I personally felt some anxiety ahead of the publication of the proposed deal by Donald Tusk on 2 February. Many fear that the UK's departure could mark the beginning of the end of the EU. Where the UK leads, others may follow. The entire project could fail and throw Europe back into an era of nationalism, rivalry, and insecurity. So our politicians will surely do almost anything to stop that happening, right? I was afraid that the council would offer Cameron a deal so sweet it would leave the treaty toothless. I shouldn't have worried – it seems that everyone has reached the same conclusion: the UK referendum will not be about the deal negotiated on Friday, it will be a straightforward in/out vote. So there was no point at all in offering Cameron more than an inch; he would have to present even that inch as a victory, and a mile would not have satisfied his backbenchers or the Fleet Street nihilists.
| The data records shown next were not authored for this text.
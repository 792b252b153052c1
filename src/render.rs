//! Standalone HTML map: Leaflet with clustered marker layers.
//!
//! One marker per distinct coordinate in a layer; its popup lists every film
//! placed there, each linking to a web search for the title.

use crate::catalog::FilmRecord;
use crate::location::Coordinate;
use serde::Serialize;
use std::fs;
use std::io;
use std::path::Path;
use std::process::Command;
use tracing::{debug, info};

const MAP_TEMPLATE: &str = r#"<!DOCTYPE html>
<html>
<head>
<meta charset="utf-8">
<meta name="viewport" content="width=device-width, initial-scale=1.0">
<meta name="generated" content="__GENERATED__">
<title>__TITLE__</title>
<link rel="stylesheet" href="https://unpkg.com/leaflet@1.9.4/dist/leaflet.css">
<link rel="stylesheet" href="https://unpkg.com/leaflet.markercluster@1.5.3/dist/MarkerCluster.css">
<link rel="stylesheet" href="https://unpkg.com/leaflet.markercluster@1.5.3/dist/MarkerCluster.Default.css">
<script src="https://unpkg.com/leaflet@1.9.4/dist/leaflet.js"></script>
<script src="https://unpkg.com/leaflet.markercluster@1.5.3/dist/leaflet.markercluster.js"></script>
<style>html, body, #map { height: 100%; margin: 0; }</style>
</head>
<body>
<div id="map"></div>
<script>
const data = __DATA__;
const map = L.map('map', { center: [data.center.lat, data.center.lon], zoom: data.zoom });
L.tileLayer('https://{s}.tile.openstreetmap.org/{z}/{x}/{y}.png', {
  maxZoom: 19,
  attribution: '&copy; OpenStreetMap contributors'
}).addTo(map);
L.control.scale().addTo(map);
const overlays = {};
for (const layer of data.layers) {
  const group = L.markerClusterGroup();
  for (const m of layer.markers) {
    L.marker([m.lat, m.lon]).bindPopup(m.popup, { maxWidth: 250, maxHeight: 100 }).addTo(group);
  }
  group.addTo(map);
  overlays[layer.name] = group;
}
if (data.here) {
  L.circleMarker([data.here.lat, data.here.lon], {
    radius: 15, color: 'green', fillColor: 'green', fillOpacity: 0.5
  }).bindPopup(data.here.label).addTo(map);
}
L.control.layers(null, overlays, { collapsed: false }).addTo(map);
</script>
</body>
</html>
"#;

#[derive(Debug, Serialize)]
struct Marker {
    lat: f64,
    lon: f64,
    popup: String,
}

#[derive(Debug, Serialize)]
struct Layer {
    name: String,
    markers: Vec<Marker>,
}

#[derive(Debug, Serialize)]
struct Here {
    lat: f64,
    lon: f64,
    label: String,
}

#[derive(Debug, Serialize)]
struct MapData<'a> {
    center: Coordinate,
    zoom: u8,
    here: Option<&'a Here>,
    layers: &'a [Layer],
}

/// A map under construction.
#[derive(Debug)]
pub struct MapDocument {
    title: String,
    center: Coordinate,
    zoom: u8,
    here: Option<Here>,
    layers: Vec<Layer>,
}

impl MapDocument {
    pub fn new(center: Coordinate) -> Self {
        Self {
            title: "Film map".into(),
            center,
            zoom: 5,
            here: None,
            layers: Vec::new(),
        }
    }

    pub fn with_title(mut self, title: impl Into<String>) -> Self {
        self.title = title.into();
        self
    }

    pub fn with_zoom(mut self, zoom: u8) -> Self {
        self.zoom = zoom;
        self
    }

    /// Circle marker for the user's own position.
    pub fn with_reference_marker(mut self, at: Coordinate, label: impl Into<String>) -> Self {
        self.here = Some(Here {
            lat: at.lat,
            lon: at.lon,
            label: escape_html(&label.into()),
        });
        self
    }

    /// Add a toggleable layer. Records without a genuine location are left
    /// off the map. The layer control shows `name` as HTML, so it is escaped.
    pub fn add_layer(&mut self, name: impl Into<String>, records: &[FilmRecord]) {
        let name = escape_html(&name.into());
        let mut groups: Vec<(Coordinate, Vec<&FilmRecord>)> = Vec::new();
        let mut unplaced = 0;

        for record in records {
            let Some(at) = record.resolved_coordinates() else {
                unplaced += 1;
                continue;
            };
            match groups.iter_mut().find(|(c, _)| *c == at) {
                Some((_, films)) => films.push(record),
                None => groups.push((at, vec![record])),
            }
        }

        if unplaced > 0 {
            debug!(layer = %name, unplaced, "films without coordinates not drawn");
        }

        let markers = groups
            .into_iter()
            .map(|(at, films)| Marker {
                lat: at.lat,
                lon: at.lon,
                popup: popup_html(&films),
            })
            .collect();
        self.layers.push(Layer { name, markers });
    }

    pub fn layer_count(&self) -> usize {
        self.layers.len()
    }

    pub fn marker_count(&self) -> usize {
        self.layers.iter().map(|l| l.markers.len()).sum()
    }

    pub fn render(&self) -> String {
        let data = MapData {
            center: self.center,
            zoom: self.zoom,
            here: self.here.as_ref(),
            layers: &self.layers,
        };
        let json = serde_json::to_string(&data)
            .unwrap_or_else(|_| "{}".into())
            // keep "</script>" inside strings from closing the tag
            .replace("</", "<\\/");

        MAP_TEMPLATE
            .replace("__TITLE__", &escape_html(&self.title))
            .replace("__GENERATED__", &chrono::Utc::now().to_rfc3339())
            .replace("__DATA__", &json)
    }

    pub fn save(&self, path: &Path) -> io::Result<()> {
        fs::write(path, self.render())?;
        info!(
            path = %path.display(),
            layers = self.layer_count(),
            markers = self.marker_count(),
            "map written"
        );
        Ok(())
    }
}

/// "Films:" followed by one search link per film.
fn popup_html(films: &[&FilmRecord]) -> String {
    let mut html = String::from("Films:");
    for film in films {
        let title = film.display_name();
        html.push_str(&format!(
            "<br><a href=\"https://www.google.com/search?q=%22{}%22\" \
             target=\"_blank\">{} ({})</a>",
            urlencode(title),
            escape_html(title),
            film.year
        ));
    }
    html
}

fn escape_html(s: &str) -> String {
    let mut out = String::with_capacity(s.len());
    for c in s.chars() {
        match c {
            '&' => out.push_str("&amp;"),
            '<' => out.push_str("&lt;"),
            '>' => out.push_str("&gt;"),
            '"' => out.push_str("&quot;"),
            '\'' => out.push_str("&#39;"),
            _ => out.push(c),
        }
    }
    out
}

/// Percent-encode everything but unreserved characters (RFC 3986).
fn urlencode(s: &str) -> String {
    s.bytes()
        .map(|b| match b {
            b'A'..=b'Z' | b'a'..=b'z' | b'0'..=b'9' | b'-' | b'_' | b'.' | b'~' => {
                (b as char).to_string()
            }
            _ => format!("%{:02X}", b),
        })
        .collect()
}

/// Open a file in the system's default browser.
pub fn open_in_browser(path: &Path) -> io::Result<()> {
    let target = path.canonicalize()?;

    #[cfg(target_os = "macos")]
    let mut command = Command::new("open");
    #[cfg(target_os = "windows")]
    let mut command = {
        let mut c = Command::new("cmd");
        c.args(["/C", "start", ""]);
        c
    };
    #[cfg(not(any(target_os = "macos", target_os = "windows")))]
    let mut command = Command::new("xdg-open");

    command.arg(&target).spawn()?;
    Ok(())
}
There is a sense of relief that a deal was agreed, and the deal is not over-generous to the UK. It is unlikely to make much difference on referendum day.
Our resignation is defeatist, born of years of attrition. Brexit seems almost a foregone conclusion among EU officials, and privately (or not even) many of us would welcome it, imagining (surely in error) that the EU without the obstructive UK might actually tackle some of its real reform needs. But the referendum is not lost just yet, and it may well be won. What we need to be thinking about, here in Brussels, is how to win the peace.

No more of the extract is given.